You had money, you had power, you had leisure, you had intelligence, you possessed the earth; all things were possible unto you. Did you say to one another: “These poor souls are our brethren. For them Christ died on Calvary. What can we do to make their lives bright and happy?” No; no; you cried out, “‘On with the dance!’ Let them go down into the bottomless pit!”

And you smiled and said to one another, in the words of the first murderer, when he lied to God: “Am I my brother’s keeper?” Nay, you said further to one another, “There is no God!” For you thought, if there was one, surely He would not permit the injustice manifest in the world. But, lo! He is here. Did you think to escape him? Did you think the great Father of Cause and Effect–the All-knowing, the universe-building God,–would pass you by?

As you sowed, so must you reap. Evil has but one child–Death! For hundreds of years you have nursed and nurtured Evil. Do you complain if her monstrous progeny is here now, with sword and torch? What else did you expect? Did you think she would breed angels?

Your ancestors, more than two centuries ago, established and permitted Slavery. What was the cry of the bondman to them? What the sobs of the mother torn from her child–the wife from her husband–on the auction block? Who among them cared for the lacerated bodies, the shameful and hopeless lives? They were merry; they sang and they danced; and they said, “Gods sleeps.”

But a day came when there was a corpse at every fireside. And not the corpse of the black stranger–the African–the slave;–but the corpses of fair, bright-faced men; their cultured, their manly, their noble, their best-loved. And, North and South, they sat, rocking themselves to and fro, in the midst of the shards and ashes of desolation, crying aloud for the lives that would come back to bless them never, nevermore.

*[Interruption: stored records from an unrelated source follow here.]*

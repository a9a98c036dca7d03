//! "Online" badge shown while the chat panel is closed

use crate::theme::Theme;
use ratatui::{
    buffer::Buffer,
    layout::Rect,
    style::{Modifier, Style},
    text::{Line, Span},
    widgets::{Block, BorderType, Clear, Paragraph, Widget},
};

/// Badge size in cells
pub const BADGE_WIDTH: u16 = 42;
pub const BADGE_HEIGHT: u16 = 4;

/// Bottom-right corner slot for the badge
pub fn badge_rect(screen: Rect) -> Rect {
    let width = BADGE_WIDTH.min(screen.width);
    let height = BADGE_HEIGHT.min(screen.height);
    Rect::new(
        screen.x + screen.width - width,
        screen.y + screen.height - height,
        width,
        height,
    )
}

/// Two-line status badge inviting the visitor to open the chat
pub struct StatusBadge<'a> {
    headline: &'a str,
    tagline: &'a str,
    theme: &'a Theme,
}

impl<'a> StatusBadge<'a> {
    pub fn new(headline: &'a str, tagline: &'a str, theme: &'a Theme) -> Self {
        Self {
            headline,
            tagline,
            theme,
        }
    }
}

impl Widget for StatusBadge<'_> {
    fn render(self, area: Rect, buf: &mut Buffer) {
        if area.width < 10 || area.height < 3 {
            return;
        }

        Clear.render(area, buf);
        let block = Block::bordered()
            .border_type(BorderType::Thick)
            .border_style(Style::default().fg(self.theme.ink).bg(self.theme.paper))
            .style(self.theme.panel_style());

        let panel = self.theme.panel_style();
        let lines = vec![
            Line::from(vec![
                Span::styled("● ", Style::default().fg(self.theme.success).bg(self.theme.paper)),
                Span::styled(
                    self.headline.to_uppercase(),
                    panel.add_modifier(Modifier::BOLD),
                ),
            ]),
            Line::from(vec![
                Span::styled(self.tagline, panel.add_modifier(Modifier::ITALIC)),
                Span::styled("  ^O", Style::default().fg(self.theme.dim).bg(self.theme.paper)),
            ]),
        ];

        Paragraph::new(lines).block(block).render(area, buf);
    }
}
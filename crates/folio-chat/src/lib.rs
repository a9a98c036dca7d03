//! folio-chat: Chat widget state and request lifecycle
//!
//! `ChatWidget` is the state container with pure transitions; `ChatSession`
//! drives it, issuing one request per accepted submission and feeding the
//! settlement back in.

pub mod events;
pub mod handle;
pub mod session;
pub mod widget;

pub use events::ChatEvent;
pub use handle::ChatHandle;
pub use session::{ChatSession, SessionConfig};
pub use widget::{
    ChatWidget, DEFAULT_GREETING, PendingRequest, Rejection, ReplyPolicy, RequestId, Settlement,
};
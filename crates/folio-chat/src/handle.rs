//! A cloneable handle for cancelling chat requests from outside the session.

use parking_lot::Mutex;
use std::sync::Arc;
use tokio_util::sync::CancellationToken;

use crate::widget::RequestId;

/// Cancellation handle tied to one session's lifetime.
///
/// Every request runs under a child of the root token, so shutting the
/// session down cancels whatever is still in flight.
#[derive(Clone)]
pub struct ChatHandle {
    root: CancellationToken,
    current: Arc<Mutex<Option<(RequestId, CancellationToken)>>>,
}

impl ChatHandle {
    pub(crate) fn new() -> Self {
        Self {
            root: CancellationToken::new(),
            current: Arc::new(Mutex::new(None)),
        }
    }

    /// Register a new in-flight request and return its token.
    pub(crate) fn begin(&self, id: RequestId) -> CancellationToken {
        let token = self.root.child_token();
        *self.current.lock() = Some((id, token.clone()));
        token
    }

    /// Forget the in-flight request if it is `id`.
    pub(crate) fn finish(&self, id: RequestId) {
        let mut current = self.current.lock();
        if matches!(*current, Some((current_id, _)) if current_id == id) {
            *current = None;
        }
    }

    /// Cancel the in-flight request, returning its id.
    pub fn abort(&self) -> Option<RequestId> {
        let (id, token) = self.current.lock().take()?;
        token.cancel();
        Some(id)
    }

    /// Cancel everything this session ever started.
    pub fn shutdown(&self) {
        self.current.lock().take();
        self.root.cancel();
    }

    pub fn is_shut_down(&self) -> bool {
        self.root.is_cancelled()
    }

    /// Id of the request currently in flight
    pub fn in_flight(&self) -> Option<RequestId> {
        self.current.lock().as_ref().map(|(id, _)| *id)
    }
}

#[cfg(test)]
mod tests {
    use super::*;

    #[test]
    fn test_abort_cancels_current() {
        let handle = ChatHandle::new();
        let token = handle.begin(1);
        assert_eq!(handle.in_flight(), Some(1));

        assert_eq!(handle.abort(), Some(1));
        assert!(token.is_cancelled());
        assert_eq!(handle.in_flight(), None);
        assert_eq!(handle.abort(), None);
        assert!(!handle.is_shut_down());
    }

    #[test]
    fn test_finish_ignores_other_ids() {
        let handle = ChatHandle::new();
        handle.begin(2);
        handle.finish(1);
        assert_eq!(handle.in_flight(), Some(2));
        handle.finish(2);
        assert_eq!(handle.in_flight(), None);
    }

    #[test]
    fn test_shutdown_cancels_children() {
        let handle = ChatHandle::new();
        let token = handle.begin(1);
        let clone = handle.clone();

        clone.shutdown();
        assert!(token.is_cancelled());
        assert!(handle.is_shut_down());
        assert!(handle.begin(2).is_cancelled());
    }
}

God wipes out injustice with suffering; wrong with blood; sin with death. You can no more get beyond the reach of His hand than you can escape from the planet.

CHAPTER XXXIV.

THE PRINCE GIVES HIS LAST BRIBE

But it was when the mob reached the wealthier parts of the city that the horrors of the devastation really began. Here almost every grand house was the abode of one of the condemned. True, many of them had fled. But the cunning cripple–the vice-president–had provided for this too. At the railroad stations, at the bridges and ferries, even on the yachts of the princes, men were stationed who would recognize and seize them; and if they even escaped the dangers of the suburbs, and reached the country, there they found armed bands of desperate peasants, ranging about, slaying every one who did not bear on his face and person the traces of the same wretchedness which they themselves had so long endured. Nearly every rich man had, in his own household and among his own servants, some bitter foe, who hated him, and who had waited for this terrible day and followed him to the death.

The Prince of Cabano, through his innumerable spies, had early received word of the turn affairs had taken. He had hurriedly filled a large satchel with diamonds and other jewels of great value, and, slinging it over his shoulders, and arming himself with sword, knife and pistols, he had called Frederika to him (he had really some little love for his handsome concubine), and loading her pockets and his own with gold pieces, and taking her by the hand, he had fled in great terror to the river side. His fine yacht lay off in the stream. He called and shouted until he was hoarse, but no one replied from the vessel. He looked around. The wharves were deserted; the few boats visible were chained and padlocked to their iron rings. The master of many servants was helpless. He shouted, screamed, tore his hair, stamped and swore viciously. The man who had coolly doomed ten million human beings to death was horribly afraid he would have to die himself. He ran back, still clinging to Frederika, to hide in the thick shrubbery of his own garden; there, perhaps, he might find a faithful servant who would get him a boat and take him off to the yacht in safety.

But then, like the advancing thunder of a hurricane, when it champs the earth and tears the trees to pieces with its teeth, came on the awful mob.

Now it is at his gates. He buries himself and companion in a thick grove of cedars, and they crouch to the very ground. Oh, how humble is the lord of millions! How all the endowments of the world fall off from a man in his last extremity! He shivers, he trembles–yea, he prays! Through his bloodshot eyes he catches some glimpses of a God–of a merciful God who loves _all_ his creatures. Even Frederika, though she has neither love nor respect for him, pities him, as the bloated mass lies shivering beside her. Can this be the same lordly gentleman, every hair of whose mustache bespoke empire and dominion, who a few days since plotted the abasement of mankind?

But, hark! the awful tumult. The crashing of glass, the breaking of furniture, the beating in of doors with axes; the _canaille_ have taken possession of the palace. They are looking for him everywhere. They find him not.

Out into the grounds and garden; here, there, everywhere, they turn and wind and quarter, like bloodhounds that have lost the scent.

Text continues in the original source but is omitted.